> _Prompt_
Every entry that follows should be written out again exactly.

> _Dataset entries_
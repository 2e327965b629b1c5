//! Observability for pylon.
//!
//! - **Logging**: `tracing-subscriber` output, JSON or pretty, filtered by `EnvFilter`
//! - **Metrics**: counters and gauges for the event bridge via the `metrics` facade
//!
//! Pylon never installs a metrics recorder itself. Embedders that want the
//! numbers install one (for example a Prometheus exporter) before starting a
//! server; without a recorder every call is a no-op.
//!
//! # Standard Metrics
//!
//! | Metric | Type | Labels | Description |
//! |--------|------|--------|-------------|
//! | `pylon_events_queued_total` | Counter | `kind` | Envelopes pushed onto the deferred queue |
//! | `pylon_connections_open` | Gauge | - | Live WebSocket connections |
//! | `pylon_messages_sent_total` | Counter | `status` | WebSocket sends by outcome |
//! | `pylon_requests_total` | Counter | `verb` | HTTP requests handed to the host |
//! | `pylon_payload_truncations_total` | Counter | - | Envelope payloads cut to the maximum size |
//!
//! # Example
//!
//! ```rust,ignore
//! use pylon_telemetry::{init_logging, LogConfig};
//!
//! init_logging(&LogConfig::development())?;
//! tracing::info!(port = 8080, "Listening");
//! ```

#![warn(missing_docs)]

pub mod error;
pub mod logging;
pub mod metrics;

pub use error::TelemetryError;
pub use logging::{init_logging, LogConfig};

/// Result type for telemetry operations.
pub type TelemetryResult<T> = Result<T, TelemetryError>;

> _Exercise solution_
repository 2e327965b629b1c5
//! Observability for pylon.
//!
//! - **Logging**: `tracing-subscriber` output, JSON or pretty, filtered by `EnvFilter`
//! - **Metrics**: counters and gauges for the event bridge via the `metrics` facade
//!
//! Pylon never installs a metrics recorder itself. Embedders that want the
//! numbers install one (for example a Prometheus exporter) before starting a
//! server; without a recorder every call is a no-op.
//!
//! # Standard Metrics
//!
//! | Metric | Type | Labels | Description |
//! |--------|------|--------|-------------|
//! | `pylon_events_queued_total` | Counter | `kind` | Envelopes pushed onto the deferred queue |
//! | `pylon_connections_open` | Gauge | - | Live WebSocket connections |
//! | `pylon_messages_sent_total` | Counter | `status` | WebSocket sends by outcome |
//! | `pylon_requests_total` | Counter | `verb` | HTTP requests handed to the host |
//! | `pylon_payload_truncations_total` | Counter | - | Envelope payloads cut to the maximum size |
//!
//! # Example
//!
//! ```rust,ignore
//! use pylon_telemetry::{init_logging, LogConfig};
//!
//! init_logging(&LogConfig::development())?;
//! tracing::info!(port = 8080, "Listening");
//! ```

#![warn(missing_docs)]

pub mod error;
pub mod logging;
pub mod metrics;

pub use error::TelemetryError;
pub use logging::{init_logging, LogConfig};

/// Result type for telemetry operations.
pub type TelemetryResult<T> = Result<T, TelemetryError>;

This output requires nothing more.